• [Task prompt]:
Using the entries that follow, collect the lines where the word "after" appears.

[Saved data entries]

--

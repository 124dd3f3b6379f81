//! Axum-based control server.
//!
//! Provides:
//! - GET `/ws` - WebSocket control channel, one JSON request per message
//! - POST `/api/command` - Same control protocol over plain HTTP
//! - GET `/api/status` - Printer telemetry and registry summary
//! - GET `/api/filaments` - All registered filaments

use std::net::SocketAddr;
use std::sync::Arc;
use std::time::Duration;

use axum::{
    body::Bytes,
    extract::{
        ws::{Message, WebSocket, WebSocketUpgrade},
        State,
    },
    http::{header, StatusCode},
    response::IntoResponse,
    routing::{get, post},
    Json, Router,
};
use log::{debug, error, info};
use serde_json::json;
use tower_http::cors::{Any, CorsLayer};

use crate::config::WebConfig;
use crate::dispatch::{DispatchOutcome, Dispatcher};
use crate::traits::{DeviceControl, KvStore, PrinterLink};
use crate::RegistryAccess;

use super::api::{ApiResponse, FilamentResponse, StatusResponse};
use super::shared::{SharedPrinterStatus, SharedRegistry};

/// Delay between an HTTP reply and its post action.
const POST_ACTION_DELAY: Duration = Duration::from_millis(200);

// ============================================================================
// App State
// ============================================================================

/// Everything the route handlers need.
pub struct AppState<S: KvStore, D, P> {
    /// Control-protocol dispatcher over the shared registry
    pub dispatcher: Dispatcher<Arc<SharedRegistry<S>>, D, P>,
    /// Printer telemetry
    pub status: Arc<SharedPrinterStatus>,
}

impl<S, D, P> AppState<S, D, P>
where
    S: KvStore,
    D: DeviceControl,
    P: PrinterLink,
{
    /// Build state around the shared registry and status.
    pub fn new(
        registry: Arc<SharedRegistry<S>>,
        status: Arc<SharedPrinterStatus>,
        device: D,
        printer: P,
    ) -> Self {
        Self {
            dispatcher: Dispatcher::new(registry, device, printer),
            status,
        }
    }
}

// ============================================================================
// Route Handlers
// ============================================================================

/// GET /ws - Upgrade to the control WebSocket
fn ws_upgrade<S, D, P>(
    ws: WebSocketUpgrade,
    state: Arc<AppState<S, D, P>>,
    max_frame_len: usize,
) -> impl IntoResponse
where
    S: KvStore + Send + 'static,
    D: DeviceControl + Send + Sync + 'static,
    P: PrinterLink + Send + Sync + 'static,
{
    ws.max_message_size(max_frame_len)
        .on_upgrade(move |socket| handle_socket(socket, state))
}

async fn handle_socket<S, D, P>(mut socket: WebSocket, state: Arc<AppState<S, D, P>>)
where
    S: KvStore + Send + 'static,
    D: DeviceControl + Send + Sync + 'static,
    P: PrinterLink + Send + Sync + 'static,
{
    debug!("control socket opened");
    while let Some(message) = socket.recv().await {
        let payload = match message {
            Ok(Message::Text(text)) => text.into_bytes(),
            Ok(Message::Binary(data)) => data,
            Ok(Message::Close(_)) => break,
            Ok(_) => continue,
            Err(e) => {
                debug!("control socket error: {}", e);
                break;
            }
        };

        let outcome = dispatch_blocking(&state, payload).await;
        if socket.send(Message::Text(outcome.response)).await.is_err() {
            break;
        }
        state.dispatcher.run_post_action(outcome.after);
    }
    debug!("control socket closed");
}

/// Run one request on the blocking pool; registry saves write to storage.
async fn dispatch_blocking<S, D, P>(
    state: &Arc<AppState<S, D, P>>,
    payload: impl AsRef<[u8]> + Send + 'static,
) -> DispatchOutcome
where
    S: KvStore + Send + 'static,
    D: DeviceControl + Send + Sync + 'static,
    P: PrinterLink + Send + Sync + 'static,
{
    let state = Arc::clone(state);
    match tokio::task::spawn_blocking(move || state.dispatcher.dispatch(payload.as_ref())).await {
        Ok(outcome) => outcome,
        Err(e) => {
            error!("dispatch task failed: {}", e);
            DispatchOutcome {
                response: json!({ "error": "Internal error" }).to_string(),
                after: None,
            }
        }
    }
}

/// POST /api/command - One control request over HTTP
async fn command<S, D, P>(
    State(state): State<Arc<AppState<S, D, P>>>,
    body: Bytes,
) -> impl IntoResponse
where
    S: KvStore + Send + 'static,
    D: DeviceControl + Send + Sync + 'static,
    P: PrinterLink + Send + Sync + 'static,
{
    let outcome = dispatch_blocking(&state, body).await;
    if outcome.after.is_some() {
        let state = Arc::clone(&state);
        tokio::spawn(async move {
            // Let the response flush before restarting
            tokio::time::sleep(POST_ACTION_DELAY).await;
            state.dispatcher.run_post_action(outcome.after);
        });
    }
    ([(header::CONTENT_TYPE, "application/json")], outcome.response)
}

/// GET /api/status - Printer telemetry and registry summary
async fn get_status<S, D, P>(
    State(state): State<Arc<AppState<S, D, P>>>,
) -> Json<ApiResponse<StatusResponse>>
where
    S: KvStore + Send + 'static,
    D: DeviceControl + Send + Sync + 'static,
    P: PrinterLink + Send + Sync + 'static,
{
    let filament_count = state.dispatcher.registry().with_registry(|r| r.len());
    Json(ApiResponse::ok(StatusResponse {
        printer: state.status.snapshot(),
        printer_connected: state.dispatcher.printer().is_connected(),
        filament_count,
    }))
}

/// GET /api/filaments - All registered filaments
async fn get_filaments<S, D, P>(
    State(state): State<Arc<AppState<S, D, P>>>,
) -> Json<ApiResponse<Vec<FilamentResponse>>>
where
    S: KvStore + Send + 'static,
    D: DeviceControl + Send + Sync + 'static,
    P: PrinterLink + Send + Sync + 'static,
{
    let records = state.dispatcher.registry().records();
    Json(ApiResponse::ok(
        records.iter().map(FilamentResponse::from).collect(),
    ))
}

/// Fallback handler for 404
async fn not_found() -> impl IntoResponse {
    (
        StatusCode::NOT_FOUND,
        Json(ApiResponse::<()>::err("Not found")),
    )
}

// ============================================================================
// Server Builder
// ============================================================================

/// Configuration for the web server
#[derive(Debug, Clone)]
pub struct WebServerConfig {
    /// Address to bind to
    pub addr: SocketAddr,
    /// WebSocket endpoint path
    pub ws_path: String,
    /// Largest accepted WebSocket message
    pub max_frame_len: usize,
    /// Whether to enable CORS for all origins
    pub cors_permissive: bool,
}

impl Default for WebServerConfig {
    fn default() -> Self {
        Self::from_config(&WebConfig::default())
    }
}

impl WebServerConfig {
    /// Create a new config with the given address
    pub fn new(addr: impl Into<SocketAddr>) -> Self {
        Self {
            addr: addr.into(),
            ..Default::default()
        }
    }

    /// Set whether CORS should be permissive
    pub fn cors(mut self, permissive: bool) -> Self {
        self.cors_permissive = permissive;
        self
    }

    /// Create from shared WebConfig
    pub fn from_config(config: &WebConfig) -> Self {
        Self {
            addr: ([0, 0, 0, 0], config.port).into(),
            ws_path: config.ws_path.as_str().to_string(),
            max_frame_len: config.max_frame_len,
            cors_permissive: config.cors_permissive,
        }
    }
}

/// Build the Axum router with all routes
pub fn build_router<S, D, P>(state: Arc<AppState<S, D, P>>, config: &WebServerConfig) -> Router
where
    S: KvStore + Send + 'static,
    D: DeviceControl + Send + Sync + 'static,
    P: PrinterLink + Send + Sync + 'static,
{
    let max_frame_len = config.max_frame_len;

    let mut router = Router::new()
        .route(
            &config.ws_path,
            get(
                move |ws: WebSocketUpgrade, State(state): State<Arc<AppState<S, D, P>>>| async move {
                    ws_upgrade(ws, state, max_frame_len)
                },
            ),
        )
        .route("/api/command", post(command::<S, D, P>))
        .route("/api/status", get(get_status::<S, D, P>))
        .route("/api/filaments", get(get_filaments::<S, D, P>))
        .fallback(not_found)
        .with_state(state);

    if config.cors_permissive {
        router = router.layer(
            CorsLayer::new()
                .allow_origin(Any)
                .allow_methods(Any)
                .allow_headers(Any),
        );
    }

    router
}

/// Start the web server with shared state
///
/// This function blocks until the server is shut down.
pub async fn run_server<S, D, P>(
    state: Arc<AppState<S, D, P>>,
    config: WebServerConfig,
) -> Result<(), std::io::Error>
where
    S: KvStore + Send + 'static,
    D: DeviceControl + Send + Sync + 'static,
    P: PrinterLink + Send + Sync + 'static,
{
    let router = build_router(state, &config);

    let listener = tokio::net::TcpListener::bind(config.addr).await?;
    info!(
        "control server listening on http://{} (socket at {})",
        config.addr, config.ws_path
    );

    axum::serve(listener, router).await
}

--

• [Exercise response]:
        state.dispatcher.run_post_action(outcome.after);
                after: None,
    if outcome.after.is_some() {
            state.dispatcher.run_post_action(outcome.after);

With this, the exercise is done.